_Instructions to follow_:
Write all of the entries again. Keep them exactly as they are.

Stored data entries:
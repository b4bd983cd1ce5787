//! Text formatting for table cells and console messages.

use chrono::{Duration, NaiveDateTime};
use std::collections::HashMap;

/// `HH:MM`, negative durations shown as `00:00`.
pub fn format_duration(duration: &Duration) -> String {
    let hours = duration.num_hours();
    let mins = duration.num_minutes() % 60;

    format!("{:02}:{:02}", hours.max(0), mins.max(0))
}

pub fn format_rate(rate: f64) -> String {
    format!("{:.1}%", rate)
}

pub fn format_amount(amount: f64) -> String {
    format!("{:.2}", amount)
}

/// Trims trailing zeros so `12.0` prints as `12` and `2.5` as `2.5`.
pub fn format_value(value: f64) -> String {
    let s = format!("{:.2}", value);
    s.trim_end_matches('0').trim_end_matches('.').to_string()
}

pub fn format_datetime(at: &NaiveDateTime) -> String {
    at.format("%Y-%m-%d %H:%M").to_string()
}

pub fn format_time(at: Option<&NaiveDateTime>) -> String {
    at.map(|t| t.format("%H:%M").to_string()).unwrap_or_else(|| "-".to_string())
}

/// Display name for a member id, `#id` when the name is unknown.
pub fn member_name(names: &HashMap<i64, String>, id: i64) -> String {
    names.get(&id).cloned().unwrap_or_else(|| format!("#{}", id))
}

pub fn or_dash(value: Option<&str>) -> &str {
    value.unwrap_or("-")
}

_Answer for the task_:
repository b4bd983cd1ce5787
//! Text formatting for table cells and console messages.

use chrono::{Duration, NaiveDateTime};
use std::collections::HashMap;

/// `HH:MM`, negative durations shown as `00:00`.
pub fn format_duration(duration: &Duration) -> String {
    let hours = duration.num_hours();
    let mins = duration.num_minutes() % 60;

    format!("{:02}:{:02}", hours.max(0), mins.max(0))
}

pub fn format_rate(rate: f64) -> String {
    format!("{:.1}%", rate)
}

pub fn format_amount(amount: f64) -> String {
    format!("{:.2}", amount)
}

/// Trims trailing zeros so `12.0` prints as `12` and `2.5` as `2.5`.
pub fn format_value(value: f64) -> String {
    let s = format!("{:.2}", value);
    s.trim_end_matches('0').trim_end_matches('.').to_string()
}

pub fn format_datetime(at: &NaiveDateTime) -> String {
    at.format("%Y-%m-%d %H:%M").to_string()
}

pub fn format_time(at: Option<&NaiveDateTime>) -> String {
    at.map(|t| t.format("%H:%M").to_string()).unwrap_or_else(|| "-".to_string())
}

/// Display name for a member id, `#id` when the name is unknown.
pub fn member_name(names: &HashMap<i64, String>, id: i64) -> String {
    names.get(&id).cloned().unwrap_or_else(|| format!("#{}", id))
}

pub fn or_dash(value: Option<&str>) -> &str {
    value.unwrap_or("-")
}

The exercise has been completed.